For this reason, the Berlin Centre of Competence for Water (KompetenzZentrum Wasser Berlin, KWB), together with the Berliner Wasserbetriebe (BWB) and Veolia Water carried out an EU-demonstration project in this field (Sanitation Concepts for Separate Treatment (SCST). In this project, two different sanitation concepts were tested in buildings of the BWB on the grounds of the wastewater treatment plant Stahndsdorf.



Constructed wetland
Constructed wetland
Gravity separation toilet (Roediger No-Mix-Toilet)
Gravity separation toilet (Roediger No-Mix-Toilet)
Waterless collection of urine
Waterless collection of urine


The project goal was to test if these new sanitation concepts prove to have significant advantages over conventional sanitation systems with water-borne sewage system and sewage plant (end-of-pipe-system) in terms of environmental impact as well as economic efficiency.
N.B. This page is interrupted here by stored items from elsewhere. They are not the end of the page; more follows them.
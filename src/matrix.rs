//! Column-major matrix type shared by every representation.
//!
//! [`FdMatrix`] stores an `nrows x ncols` matrix in a flat `Vec<f64>` with
//! Fortran layout: element `(row, col)` lives at `row + col * nrows`. Columns
//! are contiguous, so whole-column operations (stacking coefficient blocks,
//! masking basis columns, per-point statistics) are cheap slices.
//!
//! # Examples
//!
//! ```
//! use fdakit::matrix::FdMatrix;
//!
//! // 2 observations, 3 evaluation points
//! let mat = FdMatrix::from_rows(&[vec![1.0, 2.0, 3.0], vec![4.0, 5.0, 6.0]]).unwrap();
//! assert_eq!(mat[(1, 2)], 6.0);
//! assert_eq!(mat.column(0), &[1.0, 4.0]);
//! ```

use crate::error::{FdaError, Result};
use nalgebra::DMatrix;

/// Column-major matrix of `f64`.
#[derive(Debug, Clone, PartialEq)]
#[cfg_attr(feature = "serde", derive(serde::Serialize, serde::Deserialize))]
pub struct FdMatrix {
    data: Vec<f64>,
    nrows: usize,
    ncols: usize,
}

impl FdMatrix {
    /// Create from flat column-major data.
    pub fn from_column_major(data: Vec<f64>, nrows: usize, ncols: usize) -> Result<Self> {
        if data.len() != nrows * ncols {
            return Err(FdaError::DimensionMismatch {
                what: "column-major matrix data",
                expected: nrows * ncols,
                found: data.len(),
            });
        }
        Ok(Self { data, nrows, ncols })
    }

    /// Create from a list of equally long rows.
    pub fn from_rows(rows: &[Vec<f64>]) -> Result<Self> {
        let nrows = rows.len();
        let ncols = rows.first().map_or(0, Vec::len);
        let mut mat = Self::zeros(nrows, ncols);
        for (i, row) in rows.iter().enumerate() {
            if row.len() != ncols {
                return Err(FdaError::DimensionMismatch {
                    what: "matrix row",
                    expected: ncols,
                    found: row.len(),
                });
            }
            for (j, &v) in row.iter().enumerate() {
                mat[(i, j)] = v;
            }
        }
        Ok(mat)
    }

    /// Create a zero-filled matrix.
    pub fn zeros(nrows: usize, ncols: usize) -> Self {
        Self {
            data: vec![0.0; nrows * ncols],
            nrows,
            ncols,
        }
    }

    /// Create an identity matrix.
    pub fn identity(n: usize) -> Self {
        let mut mat = Self::zeros(n, n);
        for i in 0..n {
            mat[(i, i)] = 1.0;
        }
        mat
    }

    /// Number of rows.
    #[inline]
    pub fn nrows(&self) -> usize {
        self.nrows
    }

    /// Number of columns.
    #[inline]
    pub fn ncols(&self) -> usize {
        self.ncols
    }

    /// Dimensions as `(nrows, ncols)`.
    #[inline]
    pub fn shape(&self) -> (usize, usize) {
        (self.nrows, self.ncols)
    }

    /// Whether the matrix holds no elements.
    #[inline]
    pub fn is_empty(&self) -> bool {
        self.data.is_empty()
    }

    /// Contiguous column slice.
    ///
    /// # Panics
    /// Panics if `col >= ncols`.
    #[inline]
    pub fn column(&self, col: usize) -> &[f64] {
        let start = col * self.nrows;
        &self.data[start..start + self.nrows]
    }

    /// Mutable contiguous column slice.
    ///
    /// # Panics
    /// Panics if `col >= ncols`.
    #[inline]
    pub fn column_mut(&mut self, col: usize) -> &mut [f64] {
        let start = col * self.nrows;
        &mut self.data[start..start + self.nrows]
    }

    /// Copy of a single row (rows are strided in column-major layout).
    pub fn row(&self, row: usize) -> Vec<f64> {
        (0..self.ncols)
            .map(|j| self.data[row + j * self.nrows])
            .collect()
    }

    /// Flat column-major data.
    #[inline]
    pub fn as_slice(&self) -> &[f64] {
        &self.data
    }

    /// Copy into a nalgebra matrix (same layout, plain memcpy).
    pub fn to_dmatrix(&self) -> DMatrix<f64> {
        DMatrix::from_column_slice(self.nrows, self.ncols, &self.data)
    }

    /// Copy out of a nalgebra matrix.
    pub fn from_dmatrix(mat: &DMatrix<f64>) -> Self {
        let (nrows, ncols) = mat.shape();
        Self {
            data: mat.as_slice().to_vec(),
            nrows,
            ncols,
        }
    }

    /// Concatenate matrices horizontally (column blocks in order).
    ///
    /// All blocks must have the same number of rows. An empty list yields
    /// a `0 x 0` matrix.
    pub fn hstack(blocks: &[FdMatrix]) -> Result<Self> {
        let nrows = blocks.first().map_or(0, FdMatrix::nrows);
        let mut data = Vec::with_capacity(blocks.iter().map(FdMatrix::len).sum());
        let mut ncols = 0;
        for block in blocks {
            if block.nrows != nrows {
                return Err(FdaError::DimensionMismatch {
                    what: "hstack rows",
                    expected: nrows,
                    found: block.nrows,
                });
            }
            // Column-major: appending whole blocks appends their columns.
            data.extend_from_slice(&block.data);
            ncols += block.ncols;
        }
        Ok(Self { data, nrows, ncols })
    }

    /// Concatenate matrices vertically (row blocks in order).
    pub fn vstack(blocks: &[FdMatrix]) -> Result<Self> {
        let ncols = blocks.first().map_or(0, FdMatrix::ncols);
        if let Some(bad) = blocks.iter().find(|b| b.ncols != ncols) {
            return Err(FdaError::DimensionMismatch {
                what: "vstack columns",
                expected: ncols,
                found: bad.ncols,
            });
        }
        let nrows = blocks.iter().map(FdMatrix::nrows).sum();
        let mut data = Vec::with_capacity(nrows * ncols);
        for j in 0..ncols {
            for block in blocks {
                data.extend_from_slice(block.column(j));
            }
        }
        Ok(Self { data, nrows, ncols })
    }

    /// Copy of the columns `start..end`.
    ///
    /// # Panics
    /// Panics if the range exceeds `ncols`.
    pub fn columns_range(&self, start: usize, end: usize) -> Self {
        Self {
            data: self.data[start * self.nrows..end * self.nrows].to_vec(),
            nrows: self.nrows,
            ncols: end - start,
        }
    }

    /// Keep only the columns whose mask entry is `true`.
    pub fn select_columns(&self, mask: &[bool]) -> Result<Self> {
        if mask.len() != self.ncols {
            return Err(FdaError::DimensionMismatch {
                what: "column mask",
                expected: self.ncols,
                found: mask.len(),
            });
        }
        let mut data = Vec::new();
        let mut ncols = 0;
        for (j, &keep) in mask.iter().enumerate() {
            if keep {
                data.extend_from_slice(self.column(j));
                ncols += 1;
            }
        }
        Ok(Self {
            data,
            nrows: self.nrows,
            ncols,
        })
    }

    /// Copy of the given rows, in the given order.
    pub fn select_rows(&self, rows: &[usize]) -> Self {
        let mut out = Self::zeros(rows.len(), self.ncols);
        for j in 0..self.ncols {
            let src = self.column(j);
            let dst = out.column_mut(j);
            for (k, &i) in rows.iter().enumerate() {
                dst[k] = src[i];
            }
        }
        out
    }

    /// Block-diagonal matrix with `blocks` on the diagonal and exact zeros elsewhere.
    pub fn block_diag(blocks: &[FdMatrix]) -> Self {
        let nrows = blocks.iter().map(FdMatrix::nrows).sum();
        let ncols = blocks.iter().map(FdMatrix::ncols).sum();
        let mut out = Self::zeros(nrows, ncols);
        let (mut r0, mut c0) = (0, 0);
        for block in blocks {
            for j in 0..block.ncols {
                for i in 0..block.nrows {
                    out[(r0 + i, c0 + j)] = block[(i, j)];
                }
            }
            r0 += block.nrows;
            c0 += block.ncols;
        }
        out
    }

    /// Matrix product `self * rhs`.
    pub fn matmul(&self, rhs: &FdMatrix) -> Result<Self> {
        if self.ncols != rhs.nrows {
            return Err(FdaError::DimensionMismatch {
                what: "matrix product inner dimension",
                expected: self.ncols,
                found: rhs.nrows,
            });
        }
        Ok(Self::from_dmatrix(&(self.to_dmatrix() * rhs.to_dmatrix())))
    }

    /// Transposed copy.
    pub fn transpose(&self) -> Self {
        let mut out = Self::zeros(self.ncols, self.nrows);
        for j in 0..self.ncols {
            for i in 0..self.nrows {
                out[(j, i)] = self[(i, j)];
            }
        }
        out
    }

    #[inline]
    fn len(&self) -> usize {
        self.data.len()
    }
}

impl std::ops::Index<(usize, usize)> for FdMatrix {
    type Output = f64;

    #[inline]
    fn index(&self, (row, col): (usize, usize)) -> &f64 {
        debug_assert!(
            row < self.nrows && col < self.ncols,
            "FdMatrix index ({}, {}) out of bounds for {}x{} matrix",
            row,
            col,
            self.nrows,
            self.ncols
        );
        &self.data[row + col * self.nrows]
    }
}

impl std::ops::IndexMut<(usize, usize)> for FdMatrix {
    #[inline]
    fn index_mut(&mut self, (row, col): (usize, usize)) -> &mut f64 {
        debug_assert!(
            row < self.nrows && col < self.ncols,
            "FdMatrix index ({}, {}) out of bounds for {}x{} matrix",
            row,
            col,
            self.nrows,
            self.ncols
        );
        &mut self.data[row + col * self.nrows]
    }
}

impl std::fmt::Display for FdMatrix {
    fn fmt(&self, f: &mut std::fmt::Formatter<'_>) -> std::fmt::Result {
        write!(f, "FdMatrix({}x{})", self.nrows, self.ncols)
    }
}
The new sanitation concepts for the separate discharge and treatment of yellowwater (urine), brownwater (faeces without urine but with flushing water), and greywater (wastewater from kitchen and bathroom) were installed and implemented in previously existing buildings (one office building and one residential building) on the grounds of the wastewater treatment plant Stahnsdorf nearby Berlin. The new sanitation concept in the office building was installed in 2002 / 2003, when the building was being renovated. In spring 2005, the new concept was extended to the residential building.

New Sanitation Concepts (left: gravity separation toilets, right: vacuum separation toilets)
New Sanitation Concepts (left: gravity separation toilets, right: vacuum separation toilets)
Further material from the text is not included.